In the West, in the mid-10th century, Al-Masudi mentioned them as Dūlāba and their "king" (ruler) as Wānjslāf (most probably Wenceslaus I, Duke of Bohemia). According to the Chronica Boemorum chronicle by Cosmas of Prague (written in 1119–1125), a fortified settlement Doudleby, which exists even today, was part of Slavník's territory in the South Bohemian Region. However, their location and boundaries in the territory of Czech Republic is related to the abandoned hypothesis about the Czech tribes.
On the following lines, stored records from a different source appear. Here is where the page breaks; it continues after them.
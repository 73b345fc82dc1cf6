use rowmap::prelude::*;
use rowmap::field_map::DescriptorError;
use std::collections::HashMap;
use std::sync::Arc;

#[record]
pub struct Person {
    #[column("id")]
    pub person_id: i64,
    pub name: String,
    pub email: Option<String>,
}

#[record(params)]
pub struct NewPerson {
    pub name: String,
    #[column("mail")]
    pub email: Option<String>,
}

#[derive(Debug, Default, Record)]
pub struct Pair(i64, String);

fn people_db() -> MemoryDb {
    let db = MemoryDb::new("postgres");
    db.add_result(
        "SELECT name, id FROM person",
        ResultSet::new(["name", "id"])
            .row(args!["Ann", 7i64])
            .row(args!["Bob", 8i64]),
    );
    db.add_result(
        "SELECT id, name, email FROM person",
        ResultSet::new(["id", "name", "email"])
            .row(args![7i64, "Ann", "ann@example.com"])
            .row(args![8i64, "Bob", None::<String>]),
    );
    db.add_result(
        "SELECT id, name, email, age FROM person",
        ResultSet::new(["id", "name", "email", "age"]).row(args![7i64, "Ann", None::<String>, 31]),
    );
    db.add_result("SELECT * FROM empty", ResultSet::new(["id", "name"]));
    db.add_result(
        "SELECT id, name, age FROM empty",
        ResultSet::new(["id", "name", "age"]),
    );
    db
}

#[tokio::test]
async fn test_select_maps_columns_by_name() {
    let db = people_db();
    let mut people: Vec<Person> = Vec::new();

    select(&db, &mut people, "SELECT name, id FROM person", args![])
        .await
        .unwrap();

    assert_eq!(people.len(), 2);
    assert_eq!(people[0].person_id, 7);
    assert_eq!(people[0].name, "Ann");
    assert_eq!(people[0].email, None);
    assert_eq!(people[1].name, "Bob");
    assert_eq!(db.open_cursors(), 0);
}

#[tokio::test]
async fn test_column_order_does_not_matter() {
    let db = people_db();
    let mut by_name: Vec<Person> = Vec::new();
    let mut by_id: Vec<Person> = Vec::new();

    select(&db, &mut by_name, "SELECT name, id FROM person", args![]).await.unwrap();
    select(&db, &mut by_id, "SELECT id, name, email FROM person", args![]).await.unwrap();

    let pairs = |people: &[Person]| {
        people
            .iter()
            .map(|p| (p.person_id, p.name.clone()))
            .collect::<Vec<_>>()
    };
    assert_eq!(pairs(&by_name), pairs(&by_id));
    assert_eq!(by_id[0].email.as_deref(), Some("ann@example.com"));
}

#[tokio::test]
async fn test_unmapped_column_fails_and_closes_cursor() {
    let db = people_db();
    let mut people: Vec<Person> = Vec::new();

    let err = select(&db, &mut people, "SELECT id, name, email, age FROM person", args![])
        .await
        .unwrap_err();

    assert!(matches!(err, MapError::UnmappedColumn(ref column) if column == "age"));
    assert!(people.is_empty());
    assert_eq!(db.open_cursors(), 0);
}

#[tokio::test]
async fn test_unmapped_column_is_reported_without_rows() {
    let db = people_db();
    let mut people: Vec<Person> = Vec::new();
    let mut person = Person::default();

    let err = select(&db, &mut people, "SELECT id, name, age FROM empty", args![])
        .await
        .unwrap_err();
    assert!(matches!(err, MapError::UnmappedColumn(ref column) if column == "age"));

    let err = get(&db, &mut person, "SELECT id, name, age FROM empty", args![])
        .await
        .unwrap_err();
    assert!(matches!(err, MapError::UnmappedColumn(ref column) if column == "age"));
    assert_eq!(db.open_cursors(), 0);
}

#[tokio::test]
async fn test_select_into_pointer_elements() {
    let db = people_db();
    let mut boxed: Vec<Box<Person>> = Vec::new();
    let mut shared: Vec<Arc<Person>> = Vec::new();

    select(&db, &mut boxed, "SELECT name, id FROM person", args![]).await.unwrap();
    select(&db, &mut shared, "SELECT name, id FROM person", args![]).await.unwrap();

    assert_eq!(boxed[1].person_id, 8);
    assert_eq!(shared[0].name, "Ann");
}

#[tokio::test]
async fn test_get_reads_first_row() {
    let db = people_db();
    let mut person = Person::default();

    get(&db, &mut person, "SELECT name, id FROM person", args![]).await.unwrap();

    assert_eq!(person.person_id, 7);
    assert_eq!(person.name, "Ann");
    assert_eq!(db.open_cursors(), 0);
}

#[tokio::test]
async fn test_get_without_rows() {
    let db = people_db();
    let mut person = Person {
        person_id: 1,
        ..Person::default()
    };

    let err = get(&db, &mut person, "SELECT * FROM empty", args![]).await.unwrap_err();

    assert!(matches!(err, MapError::NoRows));
    assert_eq!(person.person_id, 1);
    assert_eq!(db.open_cursors(), 0);
}

#[tokio::test]
async fn test_tuple_record_is_rejected_before_querying() {
    let db = people_db();
    let mut pairs: Vec<Pair> = Vec::new();

    let err = select(&db, &mut pairs, "SELECT name, id FROM person", args![])
        .await
        .unwrap_err();

    assert!(matches!(
        err,
        MapError::Descriptor(DescriptorError::NotAStruct { .. })
    ));
    assert!(db.statements().is_empty());
}

#[tokio::test]
async fn test_rows_session() {
    let db = people_db();
    let mut rows = queryx(&db, "SELECT name, id FROM person", args![]).await.unwrap();
    assert_eq!(rows.columns().unwrap(), ["name", "id"]);

    let mut seen = Vec::new();
    while rows.advance().unwrap() {
        let mut person = Person::default();
        rows.struct_scan(&mut person).unwrap();
        seen.push(person.person_id);
    }
    assert_eq!(seen, [7, 8]);

    drop(rows);
    assert_eq!(db.open_cursors(), 0);
}

#[tokio::test]
async fn test_named_exec_binds_fields_in_order() {
    let db = MemoryDb::new("postgres");
    db.add_exec("INSERT INTO person (name, email) VALUES ($1, $2)", 1);

    let new_person = NewPerson {
        name: "Ann".to_string(),
        email: Some("ann@example.com".to_string()),
    };
    let result = named_exec(
        &db,
        "INSERT INTO person (name, email) VALUES (:name, :mail)",
        &new_person,
    )
    .await
    .unwrap();

    assert_eq!(result.rows_affected, 1);
    let statements = db.statements();
    assert_eq!(statements[0].sql, "INSERT INTO person (name, email) VALUES ($1, $2)");
    assert_eq!(statements[0].args, args!["Ann", "ann@example.com"]);
}

#[tokio::test]
async fn test_named_query_with_question_bindvars() {
    let db = MemoryDb::new("mysql");
    db.add_result(
        "SELECT id, name FROM person WHERE name = ? AND id > ?",
        ResultSet::new(["id", "name"]).row(args![9i64, "Cy"]),
    );

    let mut args = HashMap::new();
    args.insert("name".to_string(), Value::from("Cy"));
    args.insert("min_id".to_string(), Value::from(1i64));

    let mut rows = named_query_map(
        &db,
        "SELECT id, name FROM person WHERE name = :name AND id > :min_id",
        &args,
    )
    .await
    .unwrap();

    assert!(rows.advance().unwrap());
    let mut person = Person::default();
    rows.struct_scan(&mut person).unwrap();
    assert_eq!(person.person_id, 9);
    assert_eq!(db.statements()[0].args, args!["Cy", 1i64]);
}

#[tokio::test]
async fn test_missing_named_parameter() {
    let db = MemoryDb::new("postgres");
    let err = named_exec_map(&db, "DELETE FROM person WHERE id = :id", &HashMap::new())
        .await
        .unwrap_err();

    assert!(matches!(err, MapError::MissingParam(ref name) if name == "id"));
    assert!(db.statements().is_empty());
}

#[test]
fn test_rebind_follows_driver() {
    let db = MemoryDb::new("sqlserver");
    assert_eq!(
        db.rebind("SELECT * FROM person WHERE id = ? AND name = ?"),
        "SELECT * FROM person WHERE id = @p1 AND name = @p2"
    );
}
In Pannonian Basin, in the charter by Emperor of the Carolingian Empire, Louis II (843–876), appears Tudleipin in a list of possessions of the Salzburg archbishop Adalwin; church Dudleipin built by Duke of Lower Pannonia, Pribina (846–861), is recorded in Conversio Bagoariorum et Carantanorum (c. 870); comitatus Dudleipa is mentioned in the "Letter of King Arnulf of 891" written during the time of Otto II (973–983), the county probably located in the territory of later Vas County; a locality called Dulieb in the Upper Drava region is mentioned in the Tyrolean act from 1060. Part of these toponyms most probably was located near Bad Radkersburg and in-between of it and Leibnitz separated by Mur river. Today exist many hydronyms and toponyms on the territory of Poland, Austria, Slovenia, Croatia, Bosnia and Serbia which derive from *dudleb-.